Prasophyllum gibbosum, commonly known as the humped leek orchid, is a species of orchid endemic to the south-west of Western Australia. It is a late-flowering leek orchid with a single smooth, tubular leaf and up to eighty or more purplish-red and white flowers with a smooth labellum. It is similar to P. cucullatum but that species has a frilly labellum, usually a shorter flowering stem and an earlier flowering period.

==Description==
Prasophyllum gibbosum is a terrestrial, perennial, deciduous, herb with an underground tuber and a single smooth green, tube-shaped leaf 50-250 mm long and 3-5 mm in diameter. Between five and eighty or more flowers are arranged on a flowering stem 50-350 mm tall. The flowers are purplish-red and white, 5-8 mm long and 4 mm wide. As with others in the genus, the flowers are inverted so that the labellum is above the column rather than below it. The dorsal sepal is broad and the petals face forwards. The lateral sepals have a humped base. The labellum is mostly white, has smooth edges and is turned upwards towards the lateral sepals. Flowering occurs from late September to January.

==Taxonomy and naming==
The hooded leek orchid was first formally described in 1810 by Robert Brown from specimens collected near Albany. The description was published in Prodromus Florae Novae Hollandiae et Insulae Van Diemen. The specific epithet (gibbosum) is a Latin word meaning "very humped" or "crooked", referring to the hump at the base of the lateral sepals.
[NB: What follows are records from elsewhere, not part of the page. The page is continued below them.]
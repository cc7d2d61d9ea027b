use super::{replace_extension, SamplePaths};
use crate::datasets::error::{DatasetError, DatasetResult};
use crate::datasets::Stage;
use std::path::{Path, PathBuf};

/// Pairs read from a `person garment` list file, assets in fixed companion folders.
#[derive(Debug, Clone)]
pub struct ListFileResolver {
    data_path: PathBuf,
    stage: Stage,
    im_names: Vec<String>,
    c_names: Vec<String>,
}

impl ListFileResolver {
    /// `list_file` holds one whitespace-separated pair per line; samples live under
    /// `data_path` (usually `dataroot/datamode`).
    pub fn new(data_path: impl Into<PathBuf>, list_file: &Path, stage: Stage) -> DatasetResult<Self> {
        if !list_file.is_file() {
            return Err(DatasetError::MissingListFile {
                path: list_file.to_path_buf(),
            });
        }
        let text = std::fs::read_to_string(list_file).map_err(|e| DatasetError::io(list_file, e))?;
        let (im_names, c_names) = parse_pairs(list_file, &text)?;
        let data_path = data_path.into();
        log::info!(
            "read {} pairs from {}, samples under {}",
            im_names.len(),
            list_file.display(),
            data_path.display()
        );
        Ok(Self {
            data_path,
            stage,
            im_names,
            c_names,
        })
    }

    pub fn len(&self) -> usize {
        self.im_names.len()
    }

    pub fn is_empty(&self) -> bool {
        self.im_names.is_empty()
    }

    pub fn resolve(&self, index: usize) -> DatasetResult<SamplePaths> {
        let (im_name, c_name) = match (self.im_names.get(index), self.c_names.get(index)) {
            (Some(im), Some(c)) => (im, c),
            _ => {
                return Err(DatasetError::IndexOutOfRange {
                    index,
                    len: self.len(),
                })
            }
        };
        let root = &self.data_path;
        Ok(SamplePaths {
            person_name: im_name.clone(),
            person_image: root.join("image").join(im_name),
            segmentation: root.join("image-parse").join(replace_extension(im_name, ".png")),
            keypoints: root
                .join("pose")
                .join(replace_extension(im_name, "_keypoints.json")),
            garment_name: c_name.clone(),
            garment_image: root.join(self.stage.cloth_folder()).join(c_name),
            garment_mask: root.join(self.stage.cloth_mask_folder()).join(c_name),
        })
    }
}

fn parse_pairs(path: &Path, text: &str) -> DatasetResult<(Vec<String>, Vec<String>)> {
    let mut im_names = Vec::new();
    let mut c_names = Vec::new();
    for (lineno, line) in text.lines().enumerate() {
        let tokens = line.split_whitespace().collect::<Vec<_>>();
        match tokens.as_slice() {
            [] => continue,
            [im, c] => {
                im_names.push(im.to_string());
                c_names.push(c.to_string());
            }
            _ => {
                return Err(DatasetError::Config(format!(
                    "{}:{}: expected `<person> <garment>`, got {:?}",
                    path.display(),
                    lineno + 1,
                    line
                )))
            }
        }
    }
    Ok((im_names, c_names))
}
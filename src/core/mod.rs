mod parser;
mod recoder;
mod runloops;
pub use parser::Checker;
pub use recoder::build_log_config;
pub use runloops::run;
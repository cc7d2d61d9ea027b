use std::path::PathBuf;
use thiserror::Error;

pub type DatasetResult<T> = Result<T, DatasetError>;

#[derive(Debug, Error)]
pub enum DatasetError {
    #[error("invalid dataset configuration: {0}")]
    Config(String),
    #[error("pair list file not found: {path}")]
    MissingListFile { path: PathBuf },
    #[error("frames folder not found: {path}")]
    MissingFramesDir { path: PathBuf },
    #[error("io error at {path}: {source}")]
    Io {
        path: PathBuf,
        #[source]
        source: std::io::Error,
    },
    #[error("image decode error at {path}: {source}")]
    Image {
        path: PathBuf,
        #[source]
        source: image::ImageError,
    },
    #[error("png decode error at {path}: {source}")]
    Png {
        path: PathBuf,
        #[source]
        source: png::DecodingError,
    },
    #[error("json parse error at {path}: {source}")]
    Json {
        path: PathBuf,
        #[source]
        source: serde_json::Error,
    },
    #[error("unexpected image mode {mode} at {path}, expected {expected}")]
    UnexpectedImageMode {
        path: PathBuf,
        mode: String,
        expected: &'static str,
    },
    #[error("malformed keypoint file {path}: {msg}")]
    MalformedKeypoints { path: PathBuf, msg: String },
    #[error("keypoint file {path} holds {found} joints, dataset expects {expected}")]
    JointCountMismatch {
        path: PathBuf,
        found: usize,
        expected: usize,
    },
    #[error("no garment file matching *{marker}* in {dir}")]
    MissingGarment { dir: PathBuf, marker: &'static str },
    #[error("segmentation map missing, tried {labelled} and {plain}")]
    MissingSegmentation { labelled: PathBuf, plain: PathBuf },
    #[error("sample index {index} out of range for dataset of {len}")]
    IndexOutOfRange { index: usize, len: usize },
    #[error("cannot collate an empty batch")]
    EmptyBatch,
    #[error(transparent)]
    Tensor(#[from] candle_core::Error),
}

impl DatasetError {
    pub(crate) fn io(path: impl Into<PathBuf>, source: std::io::Error) -> Self {
        Self::Io {
            path: path.into(),
            source,
        }
    }
}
==Distribution and habitat==
The humped leek orchid grows in areas that are wet in winter, and only flowers prolifically after fire the previous summer. It occurs from Bunbury to Esperance in the Swan Coastal Plain, Jarrah Forest and Warren biogeographic regions.

==Conservation==
Prasophyllum gibbosum is classified as "not threatened" by the Western Australian Government Department of Parks and Wildlife.